As you all know, the common law takes the view – with big boys at least – that they can agree pretty much whatever they like, and not come crying to teacher when it all goes wrong. Even for big boys, however, this bracing robustness is tempered by the Misrepresentation Act 1967:  if the misrepresentor can prove that they had reasonable grounds for believing their own tall stories, and did in fact believe them – note this double test – then it might just get away with it.

On the evidence, the landlords knew full well that the shed was asbestos ridden.   Did that cook their goose? You don’t need to have been in practice since the Moon Landings, to point out that big boys can exclude or restrict liability for pre-contractual wishful thinking.  As long as –  yes, there’s always a proviso –  section 11 of the Unfair Contract Terms Act 1977 doesn’t think it’s going a bit far.

The landlords, advised, by Olswangs as was (now the firm with the longest name in London) had inserted the standard ‘tall stories mitigation’ clause, declaring that CDS hadn’t relied on any pre-contractual blandishments before entering the contract. As is standard, the tenants solicitors would have amended this up to except the solicitors’ written responses to the CPSEs

Kim Lewison had fashioned a useful tall stories measuring stick in FoodCo v Henry Boot, which the senior judiciary has run with it ever since.  It’s what you’d expect:  equality of arms, equality of advice, term open to negotiation and most importantly if your tall story is written down by your lawyers, then that’s sacrosanct.

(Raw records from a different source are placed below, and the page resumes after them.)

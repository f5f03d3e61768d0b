//! # Documentation Rendering
//!
//! Builds the per-route documentation at registration time and renders the
//! text and JSON views served by the built-in help endpoints.

use crate::error::Result;
use crate::link::link_shapes;
use crate::route::{RouteEntry, RouteKey};
use crate::shape::{ShapeDescriptor, INDENT};
use serde::Serialize;
use std::fmt::Write as _;

/// Header of the request shapes section in the text view
const REQUEST_SECTION: &str = "Request structures";

/// Header of the response shapes section in the text view
const RESPONSE_SECTION: &str = "Response structures";

/// Documentation of a single route, serialized once at registration
#[derive(Debug, Clone, Default, PartialEq, Eq, Serialize)]
pub struct CommentPayload {
    /// Normalized method
    pub method: String,
    /// Normalized path
    pub path: String,
    /// Free-text route description
    pub description: String,
    /// Linked request shapes
    #[serde(rename = "input_structs", skip_serializing_if = "Vec::is_empty")]
    pub inputs: Vec<ShapeDescriptor>,
    /// Linked response shapes
    #[serde(rename = "output_structs", skip_serializing_if = "Vec::is_empty")]
    pub outputs: Vec<ShapeDescriptor>,
}

impl CommentPayload {
    /// Build the payload for `key`, linking input and output shapes
    ///
    /// # Errors
    ///
    /// Returns `Error::ShapeCycle` if either shape list is cyclic.
    pub fn new(
        key: &RouteKey,
        description: &str,
        inputs: Vec<ShapeDescriptor>,
        outputs: Vec<ShapeDescriptor>,
    ) -> Result<Self> {
        Ok(Self {
            method: key.method.clone(),
            path: key.path.clone(),
            description: description.to_string(),
            inputs: link_shapes(inputs)?,
            outputs: link_shapes(outputs)?,
        })
    }

    /// Serialize to a compact JSON object
    ///
    /// # Errors
    ///
    /// Returns `Error::Json` if serialization fails.
    pub fn to_json(&self) -> Result<String> {
        Ok(serde_json::to_string(self)?)
    }
}

/// Append the shape listings to a route comment
#[must_use]
pub fn compose_comment(
    comment: &str,
    inputs: &[ShapeDescriptor],
    outputs: &[ShapeDescriptor],
) -> String {
    let mut text = comment.to_string();
    append_section(&mut text, REQUEST_SECTION, inputs);
    append_section(&mut text, RESPONSE_SECTION, outputs);
    text
}

fn append_section(text: &mut String, title: &str, shapes: &[ShapeDescriptor]) {
    if shapes.is_empty() {
        return;
    }
    let _ = write!(text, "\n{INDENT}{title}:\n");
    for shape in shapes {
        text.push_str(&shape.render_text(2));
        text.push('\n');
    }
}

/// Documented entries, ordered by composite key
fn documented<'a>(entries: impl IntoIterator<Item = &'a RouteEntry>) -> Vec<&'a RouteEntry> {
    let mut routes: Vec<(String, &RouteEntry)> = entries
        .into_iter()
        .filter(|e| e.is_documented())
        .map(|e| (e.key.composite(), e))
        .collect();
    routes.sort_by(|a, b| a.0.cmp(&b.0));
    routes.into_iter().map(|(_, e)| e).collect()
}

/// Plain-text listing of every documented route
///
/// Each route renders as `Call: METHOD PATH` followed by its comment, the
/// first comment line indented once and every following line twice.
pub fn render_text<'a>(entries: impl IntoIterator<Item = &'a RouteEntry>) -> String {
    let mut out = String::new();
    for entry in documented(entries) {
        let mut body = String::new();
        for (i, line) in entry.comment.split('\n').enumerate() {
            if i == 0 {
                let _ = writeln!(body, "{line}");
            } else {
                let _ = writeln!(body, "{INDENT}{line}");
            }
        }
        let _ = write!(
            out,
            "Call: {} {}\n{INDENT}{body}\n",
            entry.method(),
            entry.path()
        );
    }
    out
}

/// JSON array of every documented route's payload
///
/// Payloads are serialized at registration, so the array is assembled by
/// joining them rather than re-serializing.
pub fn render_json<'a>(entries: impl IntoIterator<Item = &'a RouteEntry>) -> String {
    let blobs: Vec<&str> = documented(entries)
        .into_iter()
        .filter_map(|e| e.json_help.as_deref())
        .collect();
    format!("[{}]", blobs.join(","))
}

#[cfg(test)]
mod tests {
    use super::*;
    use crate::route::{Endpoint, HelpFormat};
    use crate::shape::{FieldSpec, ShapeBuilder};

    fn entry(method: &str, path: &str, comment: &str, documented: bool) -> RouteEntry {
        let key = RouteKey::new(method, path);
        let json_help = documented.then(|| {
            CommentPayload::new(&key, comment, Vec::new(), Vec::new())
                .unwrap()
                .to_json()
                .unwrap()
        });
        RouteEntry {
            matcher: key.compile().unwrap(),
            key,
            endpoint: Endpoint::Help(HelpFormat::Text),
            comment: comment.to_string(),
            json_help,
        }
    }

    fn user_shape() -> ShapeDescriptor {
        ShapeBuilder::new("demo::User")
            .field(FieldSpec::of::<i64>("id").description("unique id"))
            .build()
            .unwrap()
    }

    #[test]
    fn test_compose_comment_lists_shapes() {
        let text = compose_comment("Create a user", &[user_shape()], &[user_shape()]);
        assert_eq!(
            text,
            "Create a user\n  Request structures:\n    Structure demo::User\n      id(i64): unique id\n\n\
             \n  Response structures:\n    Structure demo::User\n      id(i64): unique id\n\n"
        );
    }

    #[test]
    fn test_compose_comment_without_shapes() {
        assert_eq!(compose_comment("Ping", &[], &[]), "Ping");
    }

    #[test]
    fn test_render_text_sorted_and_indented() {
        let entries = vec![
            entry("POST", "/b", "Second\nmore", true),
            entry("GET", "/a", "First", true),
        ];
        assert_eq!(
            render_text(&entries),
            "Call: GET /a\n  First\n\nCall: POST /b\n  Second\n  more\n\n"
        );
    }

    #[test]
    fn test_render_skips_undocumented() {
        let entries = vec![
            entry("GET", "/a", "First", true),
            entry("GET", "/hidden", "-", false),
        ];
        assert!(!render_text(&entries).contains("/hidden"));
        assert!(!render_json(&entries).contains("/hidden"));
    }

    #[test]
    fn test_render_json_array() {
        let entries = vec![entry("GET", "/b", "B", true), entry("GET", "/a", "A", true)];
        let json: serde_json::Value = serde_json::from_str(&render_json(&entries)).unwrap();
        assert_eq!(
            json,
            serde_json::json!([
                {"method": "GET", "path": "/a", "description": "A"},
                {"method": "GET", "path": "/b", "description": "B"}
            ])
        );
    }

    #[test]
    fn test_empty_documentation() {
        let entries = vec![entry("GET", "/hidden", "-", false)];
        assert_eq!(render_json(&entries), "[]");
        assert_eq!(render_text(&entries), "");
        assert_eq!(render_json(std::iter::empty::<&RouteEntry>()), "[]");
    }
}
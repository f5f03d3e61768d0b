//! # autodoc Server
//!
//! Demo management service. Registers a small user registry on the route
//! table and serves it together with the generated documentation under
//! `/mgmt/help`.
//!
//! Configuration comes from `AUTODOC__SERVER__*` environment variables,
//! the log format from `AUTODOC_LOG_FORMAT` (`pretty` or `json`).

use anyhow::Context;
use autodoc_core::{
    handler, init_tracing, shape_of, Describe, LogFormat, Request, Response, Router, Server,
    ServerConfig,
};
use serde::{Deserialize, Serialize};
use std::collections::BTreeMap;
use std::sync::Arc;
use tokio::sync::RwLock;
use tracing::info;

/// Environment variable selecting the log format
const LOG_FORMAT_VAR: &str = "AUTODOC_LOG_FORMAT";

/// Contact details attached to a user
#[derive(Debug, Clone, Serialize, Deserialize, Describe)]
struct Contact {
    /// Email address
    email: String,
    #[serde(default)]
    #[describe(description = "Phone numbers")]
    phones: Vec<String>,
}

/// A registered user
#[derive(Debug, Clone, Serialize, Describe)]
struct User {
    #[describe(description = "Unique number", required)]
    id: u64,
    #[describe(description = "Display name", required)]
    name: String,
    #[describe(description = "How to reach the user")]
    contact: Contact,
}

/// Body of `POST /users`
#[derive(Debug, Deserialize, Describe)]
struct NewUser {
    #[describe(description = "Display name", required)]
    name: String,
    #[describe(description = "How to reach the user", required)]
    contact: Contact,
}

/// Error body
#[allow(dead_code)]
#[derive(Debug, Serialize, Describe)]
struct Problem {
    #[describe(description = "What went wrong")]
    error: String,
}

type Users = Arc<RwLock<BTreeMap<u64, User>>>;

fn problem(status: u16, message: &str) -> Response {
    let body = serde_json::json!({ "error": message }).to_string();
    Response::json(body).with_status(status)
}

fn to_json<T: Serialize>(value: &T) -> Response {
    match serde_json::to_string(value) {
        Ok(body) => Response::json(body),
        Err(err) => problem(500, &err.to_string()),
    }
}

async fn list_users(users: Users) -> Response {
    let users = users.read().await;
    let all: Vec<&User> = users.values().collect();
    to_json(&all)
}

async fn get_user(users: Users, req: Request) -> Response {
    let Some(id) = req.param(0).and_then(|p| p.parse::<u64>().ok()) else {
        return problem(400, "invalid user id");
    };
    match users.read().await.get(&id) {
        Some(user) => to_json(user),
        None => problem(404, "user not found"),
    }
}

async fn create_user(users: Users, req: Request) -> Response {
    let Some(body) = req.body_str() else {
        return problem(400, "missing body");
    };
    let new_user: NewUser = match serde_json::from_str(body) {
        Ok(new_user) => new_user,
        Err(err) => return problem(400, &err.to_string()),
    };

    let mut users = users.write().await;
    let id = users.keys().next_back().map_or(1, |last| last + 1);
    let user = User {
        id,
        name: new_user.name,
        contact: new_user.contact,
    };
    info!(id, name = %user.name, "User created");
    let response = to_json(&user).with_status(201);
    users.insert(id, user);
    response
}

async fn delete_user(users: Users, req: Request) -> Response {
    let Some(id) = req.param(0).and_then(|p| p.parse::<u64>().ok()) else {
        return problem(400, "invalid user id");
    };
    match users.write().await.remove(&id) {
        Some(_) => Response::default().with_status(204),
        None => problem(404, "user not found"),
    }
}

fn build_router(users: &Users) -> anyhow::Result<Router> {
    let mut router = Router::new();

    let store = users.clone();
    router.add(
        "GET",
        "/users",
        handler(move |_req| list_users(store.clone())),
        "List all users",
        Vec::new(),
        vec![shape_of::<User>()?, shape_of::<Contact>()?],
    )?;

    let store = users.clone();
    router.add(
        "GET",
        r"/users/(\d+)",
        handler(move |req| get_user(store.clone(), req)),
        "Fetch one user by number",
        Vec::new(),
        vec![
            shape_of::<User>()?,
            shape_of::<Contact>()?,
            shape_of::<Problem>()?,
        ],
    )?;

    let store = users.clone();
    router.add(
        "POST",
        "/users",
        handler(move |req| create_user(store.clone(), req)),
        "Register a user",
        vec![shape_of::<NewUser>()?, shape_of::<Contact>()?],
        vec![
            shape_of::<User>()?,
            shape_of::<Contact>()?,
            shape_of::<Problem>()?,
        ],
    )?;

    let store = users.clone();
    router.add(
        "DELETE",
        r"/users/(\d+)",
        handler(move |req| delete_user(store.clone(), req)),
        "Remove a user",
        Vec::new(),
        vec![shape_of::<Problem>()?],
    )?;

    router.any(
        "/mgmt/ping",
        handler(|req| async move { Response::text(format!("pong {}\n", req.method)) }),
        "Liveness probe, any method",
    )?;

    router.get(
        "/mgmt/version",
        handler(|_req| async { Response::text(format!("{}\n", autodoc_core::VERSION)) }),
        "-",
    )?;

    Ok(router)
}

#[tokio::main]
async fn main() -> anyhow::Result<()> {
    let format = std::env::var(LOG_FORMAT_VAR)
        .map(|name| LogFormat::from_name(&name))
        .unwrap_or_default();
    init_tracing(format);

    let config = ServerConfig::from_env().context("invalid server configuration")?;
    let users: Users = Arc::default();
    let router = build_router(&users)?;
    info!(routes = router.len(), "Route table ready");

    Server::with_config(router, config)
        .serve()
        .await
        .context("server stopped with an error")?;
    Ok(())
}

Oh dear, Muhammad Ali, of Lincoln’s Inn, how will you get off the ropes? You, dear reader, will already of guessed.  Don’t call it an ‘exclusion clause’ call it a “basis of contract” clause.  A basis of contract clause does not limit liability, oh no, so it is outside the mischief of the Act.  It says: “the ball park is the four corners of this document, and there’s no documentary landscape outside of it.”

Contractual estoppel is fairly well established – think Springwell (slight chortle there) and Peekay. Heavyweights can agree to enter a contract on an Alice in Wonderland basis, if they show so chose, with no regard for the facts on the ground.  So urged our prize fighter, but Lewison LJ was dismissive.  Leggatt LJ, riffing on Lewison, had little patience too for the estoppel fantasy.  Contractual estoppel prevents liability from existing at all. It does not exclude a liability created independently by statute existing.  You can deem that you are wearing a prophylactic for congress, but if pregnancy results, you must accept that biology trumps make believe.

It’s wasn’t a hard case to decide. I imagine everyone had a good time (except the landlords) as it’s always nice to see clever people on top of their game.  Significantly, and this is the realpolitik qua Kim Lewison, if this sort of exclusion clause were allowed to flourish, commercial conveyancers can hang up their boxing gloves and go home.  Otherwise, the perfect non-reliance clause would become a holy grail whose pursuit generated many chargeable hours, but would hardly be a Good Thing for the market.

Will this go off to the Supremes? Hardly.  We need a purely commercial case to get the basis of contract v exclusion of liability clause question sorted out –  conveyancing is a traditionally choreographed pas de deux, not a drunken dad dance at a PTA Christmas party.